Konservasi Koleksi Di Museum

Koleksi museum dapat dinikmati dan bermanfaat bagi pengunjung jika diinformasikan secara baik dan benar. Bagi kalangan tertentu dan pengelola sering menjadikannya sebagai peralat pengukur, karena dengan pemahaman bahan dasar dan proses manufakturnya dapat menjabarkan informasi ilmiah tentang kepurbakalaan, transformasi-distribusi bahan dasar dan teknologi, serta fungsi benda berikut perkembangannya. Kajian tingkat lanjut pada temuan termaksud sering dikaitkan pula dengan aspek lingkungan masa lalu, konservasi benda-benda arkeologis, pembuatan duplikat (casting), rekonstruksi fauna, maupun penentuan pertanggalan (dating). Sehingga benda-benda sejarah dan purbakala yang penting bagi perkembangan dan kemajuan (sejarah) bangsa dipelihara dan dilindungi Undang-undang (sebagaimana termaktub dalam Undang-undang No. 11 Tahun 2010 tentang Cagar Budaya dan PP No. 66 Tahun 2015 tentang Museum).

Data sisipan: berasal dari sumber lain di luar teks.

//! Shell completions command

use std::fs::File;
use std::io;
use std::path::PathBuf;

use anyhow::Context;
use clap::{Args, CommandFactory};
use clap_complete::{generate, Shell};

use crate::Cli;

#[derive(Args)]
pub struct CompletionsArgs {
    /// Shell to generate completions for
    #[arg(value_enum)]
    pub shell: Shell,

    /// Write the script to a file instead of stdout
    #[arg(short, long)]
    pub output: Option<PathBuf>,
}

pub fn run(args: &CompletionsArgs) -> anyhow::Result<()> {
    let mut cmd = Cli::command();
    let name = cmd.get_name().to_string();

    match &args.output {
        Some(path) => {
            let mut file = File::create(path)
                .with_context(|| format!("Failed to create {}", path.display()))?;
            generate(args.shell, &mut cmd, name, &mut file);
            tracing::info!("Wrote {} completions to {}", args.shell, path.display());
        }
        None => generate(args.shell, &mut cmd, name, &mut io::stdout()),
    }
    Ok(())
}
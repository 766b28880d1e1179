//! Graph construction from parsed category documents

use crate::graph::GraphData;
use crate::link::{Link, LinkType};
use crate::node::{Category, Node, NodeType};
use crate::parser::{parse_sections, slugify, ParsedSection};
use crate::reference::is_url;
use serde::{Deserialize, Serialize};
use std::collections::HashSet;

/// Maximum description length in characters
pub const MAX_DESCRIPTION_CHARS: usize = 280;

/// One markdown document whose sections all belong to a category
#[derive(Debug, Clone)]
pub struct CategoryDocument {
    pub category: Category,
    /// Where the document came from (file name), recorded on its nodes
    pub source: Option<String>,
    pub sections: Vec<ParsedSection>,
}

impl CategoryDocument {
    pub fn new(category: Category, sections: Vec<ParsedSection>) -> Self {
        Self {
            category,
            source: None,
            sections,
        }
    }

    /// Parse markdown text into a document
    pub fn parse(category: Category, markdown: &str) -> Self {
        Self::new(category, parse_sections(markdown))
    }

    pub fn with_source(mut self, source: impl Into<String>) -> Self {
        self.source = Some(source.into());
        self
    }
}

/// Statistics from one build
#[derive(Debug, Clone, Default, PartialEq, Eq, Serialize, Deserialize)]
#[serde(rename_all = "camelCase")]
pub struct BuildReport {
    pub documents: usize,
    pub sections: usize,
    pub nodes: usize,
    /// Sections whose id was already taken by an earlier section
    pub duplicate_sections: usize,
    pub hierarchy_links: usize,
    pub reference_links: usize,
    /// References that matched no node id and were dropped
    pub unresolved_references: usize,
    pub external_urls: usize,
}

/// Builds one [`GraphData`] from any number of category documents
#[derive(Debug, Default)]
pub struct GraphBuilder {
    documents: Vec<CategoryDocument>,
}

impl GraphBuilder {
    pub fn new() -> Self {
        Self::default()
    }

    pub fn add_document(&mut self, document: CategoryDocument) -> &mut Self {
        self.documents.push(document);
        self
    }

    pub fn with_document(mut self, document: CategoryDocument) -> Self {
        self.documents.push(document);
        self
    }

    /// Build the graph and a report of what was emitted or dropped
    pub fn build(&self) -> (GraphData, BuildReport) {
        let mut report = BuildReport {
            documents: self.documents.len(),
            ..Default::default()
        };

        let mut nodes: Vec<Node> = Vec::new();
        let mut ids: HashSet<String> = HashSet::new();
        for doc in &self.documents {
            for section in &doc.sections {
                Self::collect_nodes(doc, section, true, &mut nodes, &mut ids, &mut report);
            }
        }

        let mut links: Vec<Link> = Vec::new();
        let mut seen_links: HashSet<(String, String, LinkType)> = HashSet::new();
        for doc in &self.documents {
            for section in &doc.sections {
                Self::collect_links(section, &ids, &mut links, &mut seen_links, &mut report);
            }
        }

        report.nodes = nodes.len();
        tracing::info!(
            "Built graph: {} nodes, {} hierarchy links, {} reference links ({} unresolved references dropped)",
            report.nodes,
            report.hierarchy_links,
            report.reference_links,
            report.unresolved_references
        );

        (GraphData::from_parts(nodes, links), report)
    }

    fn collect_nodes(
        doc: &CategoryDocument,
        section: &ParsedSection,
        top_level: bool,
        nodes: &mut Vec<Node>,
        ids: &mut HashSet<String>,
        report: &mut BuildReport,
    ) {
        report.sections += 1;

        if ids.insert(section.id.clone()) {
            nodes.push(Self::section_node(doc, section, top_level));
        } else {
            report.duplicate_sections += 1;
            tracing::debug!("Section id already in use, merging: {}", section.id);
        }

        for child in &section.subsections {
            Self::collect_nodes(doc, child, false, nodes, ids, report);
        }
    }

    fn section_node(doc: &CategoryDocument, section: &ParsedSection, top_level: bool) -> Node {
        let node_type = if top_level && section.level == 1 {
            NodeType::Overview(doc.category)
        } else {
            NodeType::Entity(doc.category)
        };
        let label = if section.title.is_empty() {
            section.id.clone()
        } else {
            section.title.clone()
        };

        let mut node = Node::new(section.id.clone(), node_type, label);
        node.description = first_paragraph(&section.content);
        node.metadata
            .insert("level".to_string(), serde_json::json!(section.level));
        if let Some(source) = &doc.source {
            node.metadata
                .insert("source".to_string(), serde_json::json!(source));
        }
        let urls: Vec<&str> = section
            .references
            .iter()
            .map(String::as_str)
            .filter(|r| is_url(r))
            .collect();
        if !urls.is_empty() {
            node.metadata
                .insert("urls".to_string(), serde_json::json!(urls));
        }
        node
    }

    fn collect_links(
        section: &ParsedSection,
        ids: &HashSet<String>,
        links: &mut Vec<Link>,
        seen: &mut HashSet<(String, String, LinkType)>,
        report: &mut BuildReport,
    ) {
        for child in &section.subsections {
            if push_link(links, seen, Link::new(&section.id, &child.id, LinkType::Categorizes)) {
                report.hierarchy_links += 1;
            }
        }

        for reference in &section.references {
            if is_url(reference) {
                report.external_urls += 1;
                continue;
            }
            let Some(target) = resolve(reference, ids) else {
                report.unresolved_references += 1;
                tracing::debug!("Unresolved reference in {}: {}", section.id, reference);
                continue;
            };
            let link = Link::new(&section.id, target, LinkType::References)
                .with_justification(format!("Referenced in \"{}\"", section.title));
            if push_link(links, seen, link) {
                report.reference_links += 1;
            }
        }

        for child in &section.subsections {
            Self::collect_links(child, ids, links, seen, report);
        }
    }
}

/// Build a graph from category documents
pub fn build_graph(documents: impl IntoIterator<Item = CategoryDocument>) -> GraphData {
    let mut builder = GraphBuilder::new();
    for doc in documents {
        builder.add_document(doc);
    }
    builder.build().0
}

/// Resolve a reference token against the node id set
fn resolve(reference: &str, ids: &HashSet<String>) -> Option<String> {
    if ids.contains(reference) {
        return Some(reference.to_string());
    }
    let slug = slugify(reference);
    ids.contains(&slug).then_some(slug)
}

/// Push unless it is a self-loop or an exact duplicate; returns whether pushed
fn push_link(
    links: &mut Vec<Link>,
    seen: &mut HashSet<(String, String, LinkType)>,
    link: Link,
) -> bool {
    if link.source == link.target {
        return false;
    }
    if !seen.insert((link.source.clone(), link.target.clone(), link.link_type)) {
        return false;
    }
    links.push(link);
    true
}

fn first_paragraph(content: &str) -> Option<String> {
    let paragraph = content
        .split("\n\n")
        .map(str::trim)
        .find(|p| !p.is_empty())?;
    let collapsed = paragraph.split_whitespace().collect::<Vec<_>>().join(" ");
    if collapsed.chars().count() <= MAX_DESCRIPTION_CHARS {
        return Some(collapsed);
    }
    let truncated: String = collapsed.chars().take(MAX_DESCRIPTION_CHARS).collect();
    Some(format!("{}...", truncated.trim_end()))
}
//! CNM Core - Graph engine for category-organized knowledge graphs
//!
//! This crate turns hierarchical markdown documents into a typed graph of
//! nodes and links, and provides the read-only queries (neighbor expansion,
//! filtering, clustering, level-of-detail and search indexing) used to
//! explore it.

pub mod builder;
pub mod cluster;
pub mod error;
pub mod graph;
pub mod limits;
pub mod link;
pub mod lod;
pub mod node;
pub mod parser;
pub mod reference;
pub mod search_index;
pub mod traversal;

pub use builder::{build_graph, BuildReport, CategoryDocument, GraphBuilder};
pub use cluster::{cluster_nodes, BoundingBox, NodeCluster};
pub use error::{Error, Result};
pub use graph::{Adjacency, GraphData};
pub use link::{Link, LinkType};
pub use lod::{should_render_node, LevelOfDetail};
pub use node::{Category, Node, NodeStatus, NodeType, Position};
pub use parser::{parse_sections, slugify, ParsedSection};
pub use reference::extract_references;
pub use search_index::{build_search_index, tokenize, SearchIndex};
pub use traversal::{filter_graph_data, find_path, get_neighbors, GraphPath, TraversalStats};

Konservasi benda cagar-budaya telah menampilkan sebuah isu besar sejak awal tahun 1970-an di Eropa dan Amerika. Ini telah dipicu dengan meningkatnya eksavasi secara besar-besaran, yang mana kebanyakan dari hasil-hasil penggaliannya itu merupakan upaya penyelamatan (in rescue). Tetapi dengan berkembangnya perhatian intelektual terhadap barang budaya, informasi itu dapat memberikan sebuah hasil penyelidikan ilmiah, serta dengan suatu pengembangan pelatihan yang berkesinambungan dan profesionalisme secara menyeluruh. Dari sudut pandang arkeologi, isu konservasi mungkin kurang mendapat perhatian, tetapi pada suatu saat kebutuhan untuk sebuah jaringan jasa konservasi yang memadai akan diterima secara universal. Hal ini telah direkomendasikan oleh para peserta Lokakarya tentang Laboratorium Konservasi ASEAN Bangkok pada awal tahun 1991.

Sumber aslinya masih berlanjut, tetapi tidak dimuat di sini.